→ Given information
________

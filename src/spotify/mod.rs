//! # Spotify Integration Module
//!
//! Implements the catalog and playlist seams of [`crate::catalog`] on top of the
//! Spotify Web API.
//!
//! ## Architecture
//!
//! ```text
//! Pipeline (matching, writing)
//!          ↓
//! catalog::{CatalogSearch, PlaylistApi}
//!          ↓
//! SpotifyClient
//!     ├── search    (GET /search, GET /albums/{id}/tracks)
//!     ├── playlist  (POST /users/{id}/playlists, POST /playlists/{id}/tracks)
//!     └── user      (GET /me)
//!          ↓
//! HTTP Layer (reqwest, JSON)
//! ```
//!
//! ## Authentication
//!
//! The client is handed a ready bearer token and attaches it to every request. It
//! does not obtain, refresh or store tokens.
//!
//! ## Error Handling
//!
//! Search and lookup calls return [`SearchFailure`] for transport errors, non-success
//! statuses and undecodable bodies, so the matcher can treat them as "nothing found".
//! Account and playlist calls return [`SpotifyError`]. No request is retried.
//!
//! ## Endpoints
//!
//! - `GET /search` - exact and broad searches, scoped to `track` or `album`
//! - `GET /albums/{id}/tracks` - first page of an album's tracks
//! - `GET /me` - owner of the new playlist when no user id is configured
//! - `POST /users/{user_id}/playlists` - create the playlist
//! - `POST /playlists/{playlist_id}/tracks` - add up to 100 tracks per call

mod playlist;
mod search;
mod user;

use reqwest::{Client, RequestBuilder};
use serde::de::DeserializeOwned;
use serde_json::Value;

pub use search::{broad_query, exact_query};

use crate::{
    config,
    error::{ConvertError, SearchFailure, SpotifyError},
};

/// Authorized access to the Spotify Web API.
#[derive(Debug, Clone)]
pub struct SpotifyClient {
    http: Client,
    base_url: String,
    token: String,
}

impl SpotifyClient {
    pub fn new(base_url: impl Into<String>, token: impl Into<String>) -> Self {
        Self {
            http: Client::new(),
            base_url: base_url.into().trim_end_matches('/').to_string(),
            token: token.into(),
        }
    }

    /// Builds a client from configuration; `token` overrides `SPOTIFY_ACCESS_TOKEN`.
    pub fn from_env(token: Option<String>) -> Result<Self, ConvertError> {
        let token = match token.filter(|t| !t.trim().is_empty()) {
            Some(token) => token,
            None => config::access_token()?,
        };
        Ok(Self::new(config::spotify_apiurl(), token))
    }

    pub fn base_url(&self) -> &str {
        &self.base_url
    }

    fn url(&self, path: &str) -> String {
        format!("{}{}", self.base_url, path)
    }

    fn get(&self, path: &str) -> RequestBuilder {
        self.http.get(self.url(path)).bearer_auth(&self.token)
    }

    fn post(&self, path: &str) -> RequestBuilder {
        self.http.post(self.url(path)).bearer_auth(&self.token)
    }

    /// Sends a request and decodes a successful JSON body.
    async fn send_json<T: DeserializeOwned>(request: RequestBuilder) -> Result<T, SpotifyError> {
        let response = request.send().await?;
        let status = response.status();
        if !status.is_success() {
            let body = response.text().await.unwrap_or_default();
            return Err(SpotifyError::Status {
                status: status.as_u16(),
                body: error_message(&body),
            });
        }
        Ok(response.json::<T>().await?)
    }
}

/// Pulls `error.message` out of a Spotify error body, or returns the body as is.
pub fn error_message(body: &str) -> String {
    serde_json::from_str::<Value>(body)
        .ok()
        .and_then(|json| {
            json["error"]["message"]
                .as_str()
                .or_else(|| json["error_description"].as_str())
                .map(str::to_string)
        })
        .unwrap_or_else(|| body.trim().to_string())
}

impl SpotifyError {
    fn into_search_failure(self, operation: &'static str, query: &str) -> SearchFailure {
        SearchFailure::new(operation, query, self.to_string())
    }
}
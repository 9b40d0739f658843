//! Limits and defaults shared by the catalog client, the pipeline and the CLI.

use std::time::Duration;

pub const SPOTIFY_API_URL: &str = "https://api.spotify.com/v1";

/// Candidates requested by a quoted, field-scoped search.
pub const EXACT_SEARCH_LIMIT: u32 = 5;

/// Candidates requested by the free-text fallback search.
pub const BROAD_SEARCH_LIMIT: u32 = 20;

/// Single page of album tracks; longer albums are truncated.
pub const ALBUM_TRACK_LIMIT: u32 = 50;

/// Maximum number of URIs Spotify accepts per playlist insertion.
pub const MAX_PLAYLIST_BATCH: usize = 100;

pub const DEFAULT_TRACK_DELAY: Duration = Duration::from_millis(100);
pub const DEFAULT_ALBUM_DELAY: Duration = Duration::from_millis(250);

/// Share of the progress bar given to the matching phase; writing gets the rest.
pub const MATCHING_PHASE_WEIGHT: f64 = 0.9;

pub const DEFAULT_ARTIST_FIELDS: &[&str] = &["artist", "Artist"];
pub const DEFAULT_TITLE_FIELDS: &[&str] = &["title", "Title"];

/// Header fragments shown by the collection preview.
pub const PREVIEW_FIELDS: &[&str] = &["artist", "title", "label", "format", "catalog#"];

pub const DEFAULT_PLAYLIST_NAME: &str = "My Discogs Collection";
pub const DEFAULT_PLAYLIST_DESCRIPTION: &str = "Converted from Discogs collection";
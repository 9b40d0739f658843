use crate::catalog::SearchCandidate;

/// Drops every character that is neither a word character nor whitespace and
/// collapses the remaining whitespace. Letters outside ASCII are word characters.
///
/// `"Rock 'n' Roll (Remastered)"` becomes `"Rock n Roll Remastered"`.
pub fn clean_title(title: &str) -> String {
    let kept: String = title
        .chars()
        .filter(|c| c.is_alphanumeric() || *c == '_' || c.is_whitespace())
        .collect();
    kept.split_whitespace().collect::<Vec<_>>().join(" ")
}

/// True when `name` contains `target` or `target` contains `name`, ignoring case.
///
/// Empty names never match, otherwise every target would contain them.
pub fn artist_name_matches(name: &str, target: &str) -> bool {
    let name = name.trim().to_lowercase();
    let target = target.trim().to_lowercase();
    if name.is_empty() || target.is_empty() {
        return false;
    }
    name.contains(&target) || target.contains(&name)
}

/// True when any of the candidate's artists matches `target`.
pub fn candidate_matches_artist(candidate: &SearchCandidate, target: &str) -> bool {
    candidate
        .artist_names
        .iter()
        .any(|name| artist_name_matches(name, target))
}

/// First candidate, in provider order, credited to `target`.
pub fn select_by_artist(candidates: Vec<SearchCandidate>, target: &str) -> Option<SearchCandidate> {
    candidates
        .into_iter()
        .find(|candidate| candidate_matches_artist(candidate, target))
}
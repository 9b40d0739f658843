use std::path::PathBuf;

use chrono::{Duration, Utc};
use discofy::catalog::SearchCandidate;
use discofy::collection::CollectionRecord;
use discofy::management::ReportManager;
use discofy::matching::{MatchMode, MatchOutcome, UnmatchedReason};
use discofy::pipeline::ConversionSummary;

// Fresh directory per test so parallel tests don't see each other's reports
fn report_dir(name: &str) -> PathBuf {
    let dir = std::env::temp_dir().join(format!("discofy-reports-{}-{}", name, std::process::id()));
    let _ = std::fs::remove_dir_all(&dir);
    dir
}

fn summary(playlist_id: Option<&str>, name: &str) -> ConversionSummary {
    let found = CollectionRecord::new("Boards of Canada", "Geogaddi");
    let lost = CollectionRecord::new("Unknown Artist", "White Label");
    let outcomes = vec![
        MatchOutcome::matched(
            &found,
            SearchCandidate {
                provider_id: "geo".to_string(),
                uri: "spotify:album:geo".to_string(),
                artist_names: vec!["Boards of Canada".to_string()],
                display_title: "Geogaddi".to_string(),
            },
            vec!["spotify:track:g1".to_string(), "spotify:track:g2".to_string()],
        ),
        MatchOutcome::unmatched(&lost, UnmatchedReason::NoArtistMatch),
    ];

    ConversionSummary::from_outcomes(playlist_id.map(str::to_string), name, MatchMode::Album, &outcomes, 2)
}

#[tokio::test]
async fn test_persist_and_load() {
    let manager = ReportManager::at(report_dir("roundtrip"));
    let original = summary(Some("pl-1"), "Vinyl");

    let path = manager.persist(&original).await.unwrap();
    assert!(path.is_file());
    assert_eq!(path.file_name().unwrap(), "pl-1.json");

    let loaded = manager.load("pl-1").await.unwrap();
    assert_eq!(loaded, original);
    assert_eq!(loaded.matched_albums(), vec!["Boards of Canada - Geogaddi"]);
}

#[tokio::test]
async fn test_dry_run_summary_is_not_persisted() {
    let dir = report_dir("dry");
    let manager = ReportManager::at(&dir);

    assert!(manager.persist(&summary(None, "Dry")).await.is_err());
    assert!(!dir.exists());
}

#[tokio::test]
async fn test_list_newest_first() {
    let manager = ReportManager::at(report_dir("list"));

    let mut older = summary(Some("old"), "Older");
    older.finished_at = Utc::now() - Duration::days(1);
    let newer = summary(Some("new"), "Newer");

    manager.persist(&older).await.unwrap();
    manager.persist(&newer).await.unwrap();
    // Stray files are ignored
    std::fs::write(manager.dir().join("notes.txt"), "hello").unwrap();
    std::fs::write(manager.dir().join("broken.json"), "{").unwrap();

    let names: Vec<String> = manager
        .list()
        .await
        .unwrap()
        .into_iter()
        .map(|s| s.playlist_name)
        .collect();
    assert_eq!(names, vec!["Newer", "Older"]);
}

#[tokio::test]
async fn test_list_without_directory_is_empty() {
    let manager = ReportManager::at(report_dir("missing"));
    assert!(manager.list().await.unwrap().is_empty());
}

#[tokio::test]
async fn test_load_unknown_playlist_fails() {
    let manager = ReportManager::at(report_dir("unknown"));
    assert!(manager.load("nope").await.is_err());
}

#[tokio::test]
async fn test_playlist_id_is_sanitized_for_file_names() {
    let manager = ReportManager::at(report_dir("sanitize"));

    let path = manager.persist(&summary(Some("../escape"), "Odd")).await.unwrap();

    assert_eq!(path.parent(), Some(manager.dir()));
    assert_eq!(path.file_name().unwrap(), "___escape.json");
    assert_eq!(manager.load("../escape").await.unwrap().playlist_name, "Odd");
}
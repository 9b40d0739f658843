#![allow(dead_code)]

use std::{
    collections::HashMap,
    sync::{Arc, Mutex},
};

use async_trait::async_trait;
use discofy::{
    catalog::{CatalogSearch, PlaylistApi, SearchCandidate, SearchKind},
    collection::CollectionRecord,
    error::{SearchFailure, SpotifyError},
    matching::MatchMode,
    pipeline::{Pacer, ProgressSink},
};

type SearchKey = (SearchKind, String, String);
type SearchResult = Result<Vec<SearchCandidate>, SearchFailure>;

#[derive(Debug, Clone, PartialEq)]
pub enum Call {
    Exact(SearchKind, String, String),
    Broad(SearchKind, String, String),
    Lookup(String),
}

/// In-memory catalog. Unknown queries return no candidates.
#[derive(Default)]
pub struct FakeCatalog {
    exact: HashMap<SearchKey, SearchResult>,
    broad: HashMap<SearchKey, SearchResult>,
    tracks: HashMap<String, Result<Vec<String>, SearchFailure>>,
    calls: Mutex<Vec<Call>>,
}

impl FakeCatalog {
    pub fn new() -> Self {
        Self::default()
    }

    pub fn with_exact(mut self, kind: SearchKind, title: &str, artist: &str, candidates: Vec<SearchCandidate>) -> Self {
        self.exact
            .insert((kind, title.to_string(), artist.to_string()), Ok(candidates));
        self
    }

    pub fn with_exact_failure(mut self, kind: SearchKind, title: &str, artist: &str) -> Self {
        self.exact.insert(
            (kind, title.to_string(), artist.to_string()),
            Err(SearchFailure::new("exact search", title, "503 Service Unavailable")),
        );
        self
    }

    pub fn with_broad(mut self, kind: SearchKind, cleaned_title: &str, artist: &str, candidates: Vec<SearchCandidate>) -> Self {
        self.broad.insert(
            (kind, cleaned_title.to_string(), artist.to_string()),
            Ok(candidates),
        );
        self
    }

    pub fn with_broad_failure(mut self, kind: SearchKind, cleaned_title: &str, artist: &str) -> Self {
        self.broad.insert(
            (kind, cleaned_title.to_string(), artist.to_string()),
            Err(SearchFailure::new("broad search", cleaned_title, "connection reset")),
        );
        self
    }

    pub fn with_tracks(mut self, album_id: &str, uris: &[&str]) -> Self {
        self.tracks.insert(
            album_id.to_string(),
            Ok(uris.iter().map(|u| u.to_string()).collect()),
        );
        self
    }

    pub fn with_lookup_failure(mut self, album_id: &str) -> Self {
        self.tracks.insert(
            album_id.to_string(),
            Err(SearchFailure::new("track lookup", album_id, "404 Not Found")),
        );
        self
    }

    pub fn calls(&self) -> Vec<Call> {
        self.calls.lock().unwrap().clone()
    }

    pub fn broad_calls(&self) -> usize {
        self.calls()
            .iter()
            .filter(|c| matches!(c, Call::Broad(..)))
            .count()
    }
}

#[async_trait]
impl CatalogSearch for FakeCatalog {
    async fn search_exact(&self, kind: SearchKind, title: &str, artist: &str) -> SearchResult {
        self.calls
            .lock()
            .unwrap()
            .push(Call::Exact(kind, title.to_string(), artist.to_string()));
        self.exact
            .get(&(kind, title.to_string(), artist.to_string()))
            .cloned()
            .unwrap_or_else(|| Ok(Vec::new()))
    }

    async fn search_broad(&self, kind: SearchKind, cleaned_title: &str, artist: &str) -> SearchResult {
        self.calls
            .lock()
            .unwrap()
            .push(Call::Broad(kind, cleaned_title.to_string(), artist.to_string()));
        self.broad
            .get(&(kind, cleaned_title.to_string(), artist.to_string()))
            .cloned()
            .unwrap_or_else(|| Ok(Vec::new()))
    }

    async fn lookup_tracks(&self, provider_id: &str) -> Result<Vec<String>, SearchFailure> {
        self.calls
            .lock()
            .unwrap()
            .push(Call::Lookup(provider_id.to_string()));
        self.tracks
            .get(provider_id)
            .cloned()
            .unwrap_or_else(|| Ok(Vec::new()))
    }
}

/// Records created playlists and insertion batches.
#[derive(Default)]
pub struct FakePlaylists {
    pub fail_create: bool,
    /// 1-based index of the insertion call that fails.
    pub fail_on_batch: Option<usize>,
    created: Mutex<Vec<(String, String, String, bool)>>,
    attempts: Mutex<usize>,
    batches: Mutex<Vec<Vec<String>>>,
}

impl FakePlaylists {
    pub fn new() -> Self {
        Self::default()
    }

    pub fn failing_create() -> Self {
        Self {
            fail_create: true,
            ..Self::default()
        }
    }

    pub fn failing_batch(batch: usize) -> Self {
        Self {
            fail_on_batch: Some(batch),
            ..Self::default()
        }
    }

    pub fn created(&self) -> Vec<(String, String, String, bool)> {
        self.created.lock().unwrap().clone()
    }

    pub fn batches(&self) -> Vec<Vec<String>> {
        self.batches.lock().unwrap().clone()
    }

    pub fn batch_sizes(&self) -> Vec<usize> {
        self.batches().iter().map(Vec::len).collect()
    }
}

#[async_trait]
impl PlaylistApi for FakePlaylists {
    async fn create_playlist(&self, owner_id: &str, name: &str, description: &str, public: bool) -> Result<String, SpotifyError> {
        if self.fail_create {
            return Err(SpotifyError::Status {
                status: 403,
                body: "Insufficient client scope".to_string(),
            });
        }
        self.created.lock().unwrap().push((
            owner_id.to_string(),
            name.to_string(),
            description.to_string(),
            public,
        ));
        Ok("playlist-1".to_string())
    }

    async fn add_tracks(&self, _playlist_id: &str, uris: &[String]) -> Result<(), SpotifyError> {
        let attempt = {
            let mut attempts = self.attempts.lock().unwrap();
            *attempts += 1;
            *attempts
        };
        if self.fail_on_batch == Some(attempt) {
            return Err(SpotifyError::Status {
                status: 500,
                body: "Internal server error".to_string(),
            });
        }
        self.batches.lock().unwrap().push(uris.to_vec());
        Ok(())
    }
}

#[derive(Default)]
pub struct RecordingProgress {
    pub updates: Vec<(f64, String)>,
}

impl ProgressSink for RecordingProgress {
    fn progress(&mut self, percent: f64, status: &str) {
        self.updates.push((percent, status.to_string()));
    }
}

/// Never waits; remembers the mode of every pause. Clones share the log, so a
/// copy can be handed to the runner and inspected afterwards.
#[derive(Clone, Default)]
pub struct RecordingPacer {
    pauses: Arc<Mutex<Vec<MatchMode>>>,
}

impl RecordingPacer {
    pub fn pauses(&self) -> Vec<MatchMode> {
        self.pauses.lock().unwrap().clone()
    }
}

#[async_trait]
impl Pacer for RecordingPacer {
    async fn pause(&mut self, mode: MatchMode) {
        self.pauses.lock().unwrap().push(mode);
    }
}

pub fn record(artist: &str, title: &str) -> CollectionRecord {
    CollectionRecord::new(artist, title)
}

pub fn candidate(id: &str, artists: &[&str], title: &str) -> SearchCandidate {
    SearchCandidate {
        provider_id: id.to_string(),
        uri: format!("spotify:track:{}", id),
        artist_names: artists.iter().map(|a| a.to_string()).collect(),
        display_title: title.to_string(),
    }
}

pub fn album(id: &str, artists: &[&str], title: &str) -> SearchCandidate {
    SearchCandidate {
        provider_id: id.to_string(),
        uri: format!("spotify:album:{}", id),
        artist_names: artists.iter().map(|a| a.to_string()).collect(),
        display_title: title.to_string(),
    }
}

pub fn uris(prefix: &str, count: usize) -> Vec<String> {
    (0..count)
        .map(|i| format!("spotify:track:{}{}", prefix, i))
        .collect()
}
use std::path::PathBuf;

use clap::{
    CommandFactory, Parser, Subcommand,
    builder::{
        Styles,
        styling::{AnsiColor, Effects},
    },
};
use clap_complete::{Shell, generate};
use tracing_subscriber::EnvFilter;

use discofy::{
    cli::{self, ConvertOptions},
    config, error,
    matching::MatchMode,
};

fn styles() -> Styles {
    Styles::styled()
        .header(AnsiColor::White.on_default() | Effects::BOLD)
        .usage(AnsiColor::White.on_default() | Effects::BOLD)
        .literal(AnsiColor::BrightBlue.on_default())
        .placeholder(AnsiColor::BrightGreen.on_default())
}

#[derive(Parser, Debug, Clone)]
#[clap(
  version = env!("CARGO_PKG_VERSION"),
  name=env!("CARGO_PKG_NAME"),
  bin_name=env!("CARGO_PKG_NAME"),
  author=env!("CARGO_PKG_AUTHORS"),
  about=env!("CARGO_PKG_DESCRIPTION"),
  styles=styles(),
)]
struct Cli {
    #[clap(subcommand)]
    command: Command,
}

#[derive(Subcommand, Debug, Clone)]
pub enum Command {
    /// Convert a collection export into a Spotify playlist
    Convert(ConvertArgs),

    /// Show the first records of a collection export
    Preview(PreviewArgs),

    /// List stored conversion results, or show one of them
    Report(ReportArgs),

    /// Get shell completions
    Completions(CompletionsOption),
}

#[derive(Parser, Debug, Clone)]
pub struct ConvertArgs {
    /// Collection export (.csv)
    file: PathBuf,

    /// Match single tracks or whole releases
    #[clap(long, value_enum, default_value_t = MatchMode::Album)]
    mode: MatchMode,

    /// Playlist name
    #[clap(long)]
    name: Option<String>,

    /// Playlist description
    #[clap(long)]
    description: Option<String>,

    /// Make the playlist public
    #[clap(long)]
    public: bool,

    /// Spotify access token
    #[clap(long, env = "SPOTIFY_ACCESS_TOKEN", hide_env_values = true)]
    token: Option<String>,

    /// Match records without creating a playlist
    #[clap(long)]
    dry_run: bool,
}

#[derive(Parser, Debug, Clone)]
pub struct PreviewArgs {
    /// Collection export (.csv)
    file: PathBuf,

    /// Number of records to show
    #[clap(long, default_value_t = 5)]
    rows: usize,
}

#[derive(Parser, Debug, Clone)]
pub struct ReportArgs {
    /// Playlist id of the run to show
    playlist_id: Option<String>,
}

#[derive(Parser, Debug, Clone)]
pub struct CompletionsOption {
    shell: Shell,
}

#[tokio::main]
async fn main() {
    if let Err(e) = config::load_env().await {
        error!("Cannot load environment. Err: {}", e);
    }

    tracing_subscriber::fmt()
        .with_env_filter(EnvFilter::try_from_default_env().unwrap_or_else(|_| EnvFilter::new("warn")))
        .with_writer(std::io::stderr)
        .init();

    let cli = Cli::parse();

    match cli.command {
        Command::Convert(opt) => {
            cli::convert(ConvertOptions {
                file: opt.file,
                mode: opt.mode,
                name: opt.name,
                description: opt.description,
                public: opt.public,
                token: opt.token,
                dry_run: opt.dry_run,
            })
            .await
        }
        Command::Preview(opt) => cli::preview(&opt.file, opt.rows).await,
        Command::Report(opt) => cli::report(opt.playlist_id).await,
        Command::Completions(opt) => {
            let mut cmd = Cli::command_for_update();
            let name = cmd.get_name().to_string();
            generate(opt.shell, &mut cmd, name, &mut std::io::stdout())
        }
    }
}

________

→ Action item
The required answer is the run of lines above, starting at the line with "let body = response.text().await.unwrap_or_default();" and ending at the line with "gets the rest.", reproduced exactly with both ends.

→ Exercise output
            let body = response.text().await.unwrap_or_default();
            return Err(SpotifyError::Status {
                status: status.as_u16(),
                body: error_message(&body),
            });
        }
        Ok(response.json::<T>().await?)
    }
}

/// Pulls `error.message` out of a Spotify error body, or returns the body as is.
pub fn error_message(body: &str) -> String {
    serde_json::from_str::<Value>(body)
        .ok()
        .and_then(|json| {
            json["error"]["message"]
                .as_str()
                .or_else(|| json["error_description"].as_str())
                .map(str::to_string)
        })
        .unwrap_or_else(|| body.trim().to_string())
}

impl SpotifyError {
    fn into_search_failure(self, operation: &'static str, query: &str) -> SearchFailure {
        SearchFailure::new(operation, query, self.to_string())
    }
}
repository 9b40d0739f658843
//! Limits and defaults shared by the catalog client, the pipeline and the CLI.

use std::time::Duration;

pub const SPOTIFY_API_URL: &str = "https://api.spotify.com/v1";

/// Candidates requested by a quoted, field-scoped search.
pub const EXACT_SEARCH_LIMIT: u32 = 5;

/// Candidates requested by the free-text fallback search.
pub const BROAD_SEARCH_LIMIT: u32 = 20;

/// Single page of album tracks; longer albums are truncated.
pub const ALBUM_TRACK_LIMIT: u32 = 50;

/// Maximum number of URIs Spotify accepts per playlist insertion.
pub const MAX_PLAYLIST_BATCH: usize = 100;

pub const DEFAULT_TRACK_DELAY: Duration = Duration::from_millis(100);
pub const DEFAULT_ALBUM_DELAY: Duration = Duration::from_millis(250);

/// Share of the progress bar given to the matching phase; writing gets the rest.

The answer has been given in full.